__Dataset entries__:
----
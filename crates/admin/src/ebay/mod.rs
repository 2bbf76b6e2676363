//! eBay marketplace API client.
//!
//! Covers the OAuth authorization-code flow (consent URL, code exchange,
//! token refresh) and thin read-only wrappers over the Sell Fulfillment,
//! Inventory and Analytics REST APIs.
//!
//! # Architecture
//!
//! - The client holds application credentials only; user tokens live in
//!   `backoffice.ebay_token` and are passed in per call
//! - Token freshness is handled by [`crate::services::ebay`] before each call
//! - Optional integration: without `EBAY_*` configuration the rest of the
//!   back office works and the eBay endpoints answer 503

pub mod auth;
pub mod client;
pub mod types;

pub use auth::EbayToken;
pub use client::EbayClient;
pub use types::*;

use thiserror::Error;

/// Errors that can occur when talking to eBay.
#[derive(Debug, Error)]
pub enum EbayError {
    /// HTTP request failed.
    #[error("HTTP error: {0}")]
    Http(#[from] reqwest::Error),

    /// Access token rejected (expired or revoked).
    #[error("eBay rejected the access token")]
    Unauthorized,

    /// Rate limited by eBay.
    #[error("Rate limited{}", .0.map(|s| format!(", retry after {s} seconds")).unwrap_or_default())]
    RateLimited(Option<u64>),

    /// Non-success response from a REST endpoint.
    #[error("eBay API error ({status}): {message}")]
    Api {
        /// HTTP status code.
        status: u16,
        /// First error message eBay returned.
        message: String,
    },

    /// The token endpoint refused a grant.
    #[error("OAuth error: {error}{}", .description.as_deref().map(|d| format!(" ({d})")).unwrap_or_default())]
    OAuth {
        /// OAuth error code, e.g. `invalid_grant`.
        error: String,
        /// Human readable description, if eBay sent one.
        description: Option<String>,
    },

    /// Response body did not have the expected shape.
    #[error("Unexpected response: {0}")]
    Parse(String),
}

#[cfg(test)]
mod tests {
    use super::*;

    #[test]
    fn test_rate_limited_display() {
        assert_eq!(
            EbayError::RateLimited(Some(30)).to_string(),
            "Rate limited, retry after 30 seconds"
        );
        assert_eq!(EbayError::RateLimited(None).to_string(), "Rate limited");
    }

    #[test]
    fn test_oauth_error_display() {
        let err = EbayError::OAuth {
            error: "invalid_grant".to_string(),
            description: Some("code expired".to_string()),
        };
        assert_eq!(err.to_string(), "OAuth error: invalid_grant (code expired)");
    }
}
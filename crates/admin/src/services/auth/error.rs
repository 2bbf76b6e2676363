//! Authentication error types.

use thiserror::Error;

use crate::db::RepositoryError;

/// Errors that can occur during authentication operations.
#[derive(Debug, Error)]
pub enum AuthError {
    /// Invalid email format.
    #[error("invalid email: {0}")]
    InvalidEmail(#[from] stockroom_core::EmailError),

    /// Invalid credentials (wrong password or user not found).
    #[error("invalid email or password")]
    InvalidCredentials,

    /// Token missing its signature, expired, or otherwise unusable.
    #[error("invalid token: {0}")]
    InvalidToken(String),

    /// User already exists.
    #[error("an account with this email already exists")]
    UserAlreadyExists,

    /// Password too weak or invalid.
    #[error("password validation failed: {0}")]
    WeakPassword(String),

    /// Display name missing or too long.
    #[error("invalid name: {0}")]
    InvalidName(String),

    /// Repository/database error.
    #[error("database error: {0}")]
    Repository(#[from] RepositoryError),

    /// Password hashing error.
    #[error("password hashing error: {0}")]
    PasswordHash(String),

    /// Token could not be signed.
    #[error("token signing error: {0}")]
    TokenIssue(String),
}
----
__ABOUT THIS EXERCISE__:
Report each line in the data that holds the word "missing".

__RESULT OF THIS EXERCISE__:
    /// Token missing its signature, expired, or otherwise unusable.
    /// Display name missing or too long.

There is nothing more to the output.